- Born: 29 January 1950 (age 76) Hackney, London
- Occupations: Writer, filmmaker, international executive, academic
- Website: www.tonydklinger.com

= Tony Klinger =

British film producer and director (born 1950)

Tony Klinger (born 29 January 1950) is a British filmmaker, author and media executive. He began his career as an assistant director on the TV series The Avengers in the 1960s, later directing several rockumentaries and continuing to work across various media roles.

Klinger is the son of film producer Michael Klinger, with whom he worked on the 1971 crime thriller Get Carter, starring Michael Caine.

== Early life and education ==
Klinger was born at Hackney Salvation Army Hospital. By the age of 9, he had decided to pursue a career in filmmaking. While attending Harrow High School, he won writing competitions and co-founded an underground school magazine called Fanfare.
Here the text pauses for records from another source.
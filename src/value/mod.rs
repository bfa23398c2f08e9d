mod array_value;
mod codec;
pub mod extract;
mod map_value;
mod native;
mod value;

pub use array_value::ArrayValue;
pub use codec::{decode_fields, decode_value, encode_fields, encode_value};
pub use map_value::MapValue;
pub use native::NativeValue;
pub use value::{FirestoreValue, ValueKind};
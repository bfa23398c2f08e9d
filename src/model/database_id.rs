use crate::constants::DEFAULT_DATABASE_ID;

#[derive(Clone, Debug, PartialEq, Eq, Hash)]
pub struct DatabaseId {
    project_id: String,
    database: String,
}

impl DatabaseId {
    pub fn new(project_id: impl Into<String>, database: impl Into<String>) -> Self {
        Self {
            project_id: project_id.into(),
            database: database.into(),
        }
    }

    pub fn default(project_id: impl Into<String>) -> Self {
        Self::new(project_id, DEFAULT_DATABASE_ID)
    }

    pub fn project_id(&self) -> &str {
        &self.project_id
    }

    pub fn database(&self) -> &str {
        &self.database
    }

    pub fn with_database(&self, database: impl Into<String>) -> Self {
        Self::new(self.project_id.clone(), database)
    }

    /// `projects/{project}/databases/{database}`
    pub fn database_name(&self) -> String {
        format!("projects/{}/databases/{}", self.project_id, self.database)
    }

    /// Root prefix every document resource name starts with.
    pub fn documents_root(&self) -> String {
        format!("{}/documents", self.database_name())
    }
}

#[cfg(test)]
mod tests {
    use super::*;

    #[test]
    fn default_database() {
        let db = DatabaseId::default("project");
        assert_eq!(db.project_id(), "project");
        assert_eq!(db.database(), DEFAULT_DATABASE_ID);
    }

    #[test]
    fn builds_documents_root() {
        let db = DatabaseId::new("demo", "analytics");
        assert_eq!(db.database_name(), "projects/demo/databases/analytics");
        assert_eq!(
            db.with_database("(default)").documents_root(),
            "projects/demo/databases/(default)/documents"
        );
    }
}
use serde_json::{json, Value as JsonValue};

use crate::api::query::{Bound, FieldFilter, FilterOperator, QuerySpec};
use crate::error::{invalid_query, FirestoreResult};
use crate::model::{validate_collection_path, ResourcePath};
use crate::remote::serializer::JsonProtoSerializer;
use crate::value::{encode_value, NativeValue};

/// Request path (relative to the database) of the `runQuery` call for `spec`.
///
/// Subcollection queries run under their parent document.
pub fn run_query_path(spec: &QuerySpec) -> FirestoreResult<String> {
    let collection = collection_path(spec)?;
    let parent = collection.without_last();
    if parent.is_empty() {
        Ok("documents:runQuery".to_string())
    } else {
        Ok(format!("documents/{}:runQuery", parent.url_encoded()))
    }
}

/// Compiles `spec` into a `StructuredQuery` JSON object.
///
/// Validation and literal encoding happen here, so a rejected query never
/// reaches the network. Identical specs produce identical output.
pub fn encode_structured_query(
    serializer: &JsonProtoSerializer,
    spec: &QuerySpec,
) -> FirestoreResult<JsonValue> {
    let collection = collection_path(spec)?;
    validate_limits(spec)?;

    let mut structured = serde_json::Map::new();
    structured.insert(
        "from".to_string(),
        json!([{ "collectionId": collection.last_segment().unwrap_or_default() }]),
    );

    if !spec.filters().is_empty() {
        structured.insert(
            "where".to_string(),
            encode_filters(serializer, spec.filters())?,
        );
    }

    if !spec.order_by().is_empty() {
        let orders: Vec<_> = spec
            .order_by()
            .iter()
            .map(|order| {
                json!({
                    "field": { "fieldPath": order.field().server_format() },
                    "direction": order.direction().as_str(),
                })
            })
            .collect();
        structured.insert("orderBy".to_string(), JsonValue::Array(orders));
    }

    if let Some(start) = spec.start_at() {
        structured.insert(
            "startAt".to_string(),
            encode_cursor(serializer, spec, start, true)?,
        );
    }

    if let Some(end) = spec.end_at() {
        structured.insert(
            "endAt".to_string(),
            encode_cursor(serializer, spec, end, false)?,
        );
    }

    if let Some(offset) = spec.offset() {
        structured.insert("offset".to_string(), json!(offset));
    }

    if let Some(limit) = spec.limit() {
        structured.insert("limit".to_string(), json!(limit));
    }

    Ok(JsonValue::Object(structured))
}

fn collection_path(spec: &QuerySpec) -> FirestoreResult<ResourcePath> {
    validate_collection_path(spec.collection()).map_err(|err| invalid_query(err.message()))
}

fn validate_limits(spec: &QuerySpec) -> FirestoreResult<()> {
    if let Some(limit) = spec.limit() {
        if limit <= 0 {
            return Err(invalid_query(format!(
                "Query limit must be a positive number, got {limit}"
            )));
        }
        if limit > i64::from(i32::MAX) {
            return Err(invalid_query(format!("Query limit {limit} is too large")));
        }
    }
    if let Some(offset) = spec.offset() {
        if !(0..=i64::from(i32::MAX)).contains(&offset) {
            return Err(invalid_query(format!("Query offset {offset} is out of range")));
        }
    }
    Ok(())
}

fn encode_filters(
    serializer: &JsonProtoSerializer,
    filters: &[FieldFilter],
) -> FirestoreResult<JsonValue> {
    if filters.len() == 1 {
        return encode_field_filter(serializer, &filters[0]);
    }

    let nested = filters
        .iter()
        .map(|filter| encode_field_filter(serializer, filter))
        .collect::<FirestoreResult<Vec<_>>>()?;

    Ok(json!({
        "compositeFilter": {
            "op": "AND",
            "filters": nested
        }
    }))
}

fn encode_field_filter(
    serializer: &JsonProtoSerializer,
    filter: &FieldFilter,
) -> FirestoreResult<JsonValue> {
    let field_path = filter.field().server_format();
    if let Some(op) = unary_operator(filter) {
        return Ok(json!({
            "unaryFilter": {
                "op": op,
                "field": { "fieldPath": field_path }
            }
        }));
    }

    if matches!(
        filter.operator(),
        FilterOperator::In | FilterOperator::NotIn | FilterOperator::ArrayContainsAny
    ) {
        match filter.value() {
            NativeValue::Array(values) if !values.is_empty() => {}
            _ => {
                return Err(invalid_query(format!(
                    "'{}' filters on '{}' require a non-empty array",
                    filter.operator().as_str(),
                    filter.field().canonical_string()
                )))
            }
        }
    }

    let value = encode_value(filter.value())?;
    Ok(json!({
        "fieldFilter": {
            "field": { "fieldPath": field_path },
            "op": filter.operator().as_str(),
            "value": serializer.encode_value(&value)
        }
    }))
}

/// `== null` and `== NaN` (and their negations) must be sent as unary filters.
fn unary_operator(filter: &FieldFilter) -> Option<&'static str> {
    let is_nan = matches!(filter.value(), NativeValue::Double(value) if value.is_nan());
    match (filter.operator(), filter.value()) {
        (FilterOperator::Equal, NativeValue::Null) => Some("IS_NULL"),
        (FilterOperator::NotEqual, NativeValue::Null) => Some("IS_NOT_NULL"),
        (FilterOperator::Equal, _) if is_nan => Some("IS_NAN"),
        (FilterOperator::NotEqual, _) if is_nan => Some("IS_NOT_NAN"),
        _ => None,
    }
}

fn encode_cursor(
    serializer: &JsonProtoSerializer,
    spec: &QuerySpec,
    bound: &Bound,
    start: bool,
) -> FirestoreResult<JsonValue> {
    if bound.values().len() > spec.order_by().len() {
        return Err(invalid_query(
            "Too many cursor values; a cursor may not have more values than orderBy fields",
        ));
    }
    let values = bound
        .values()
        .iter()
        .map(|value| encode_value(value).map(|encoded| serializer.encode_value(&encoded)))
        .collect::<FirestoreResult<Vec<_>>>()?;
    Ok(json!({
        "values": values,
        "before": if start { bound.inclusive() } else { !bound.inclusive() },
    }))
}
pub mod connection;
pub mod rpc_error;
pub mod serializer;
pub mod structured_query;

pub use connection::{Connection, ConnectionBuilder, Transport, TransportRequest};
pub use rpc_error::map_http_error;
pub use serializer::JsonProtoSerializer;
pub use structured_query::{encode_structured_query, run_query_path};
At 18, he began developing scripts and producing short films.

==Career==

Klinger has held various role in the media industry, including assistant director, editor, and senior production roles on the action-adventure films Gold (1974) and Shout at the Devil (1976). He directed rock documentaries featuring Deep Purple (Deep Purple Rises Over Japan and The Butterfly Ball) and The Who, including the 1979 documentary The Kids Are Alright.

Klinger has been president or chief executive for several media production, sales and distribution companies in the UK and USA, including Acton Communications & Entertainment Inc., Small Giant Media Ltd., and Production TLMH Ltd. He was chief executive of TLMH until the end of 2006.

At Bournemouth Film School, he served as a lecturer for undergraduate programs, as well as creator and course director for their Kickstart course. He was course leader for the MA Film Production and BA Foundation Degree courses at the Northern Film Schools and was the director of the Media Production Centre at the University of East London.

Klinger has served on international boards such as The Association of Media Practice Educators (AMPE) and The Audition for Hollywood Company. He co-founded the Screen Commission Northants and served as Patron of The UK Film School Charity and the NEL Creative and Cultural Strategy Board, where he represented the digital and creative sectors.

2008 saw Klinger premiere his film, Full Circle.

Klinger's book, Twilight of the Gods, recalling the making of the film The Kids Are Alright, was published in 2009.

In 2010, Klinger launched bCreative, a social networking website for those who wish to work in the creative arts.

His documentary film Mister Producer, about his late father, Michael Klinger, was screened in 2021.

In 2012 Klinger directed music videos for Honest John Plain featuring The Pretenders, Hanoi Rocks and Mott the Hoople amongst others. He also shot the material for the upcoming psychic stars, Hide & Peel who are soon to hit the circuit in both the United States and UK.

His play A Tired Heart & The Big C premiered in 2015.

Klinger founded www.give-get-go.com in 2016. Klinger launched his new company GGG a film making fun opportunity for all sections of society who want a quick film making opportunity and "Give-Get-Go" a Community Outreach Project to facilitate training, education and fun for all sections of society who want to have film making experiences of every type.

Klinger's novel Under God's Table was published in May 2017.

Tony Klinger was awarded The Lifetime Achievement Award at the Romford Film Festival on 28 May 2018. His film about his late father, The Man Who Got Carter, premiered on 3 November 2018.

During 2019, Tony produced and directed the documentary film Solo2Darwin with Paul Martin, served as executive producer on the feature-length documentary Sisters, and launched Tony Klinger Coaching.

In 2020, Gonzo Publishers published the second editions of The Butterfly Boy and The Who and I (formerly titled Twilight of the Gods).

In 2021, Klinger presented, and co-produced the film, Dirty, Sexy and Totally Iconic, celebrating the 50th anniversary of his father's film Get Carter. He worked with Rob Fairhurst, Wayne Roberts and the team at AR Media in Northampton.

2025 will see his novel, Alsatia- The Search for Treasure, and his reference books How to Get Your Movie Made by Someone Who Knows and "How to Get Into the Movie Business" published.

2025 www.tonyklingeronlinecoaching.com will launch.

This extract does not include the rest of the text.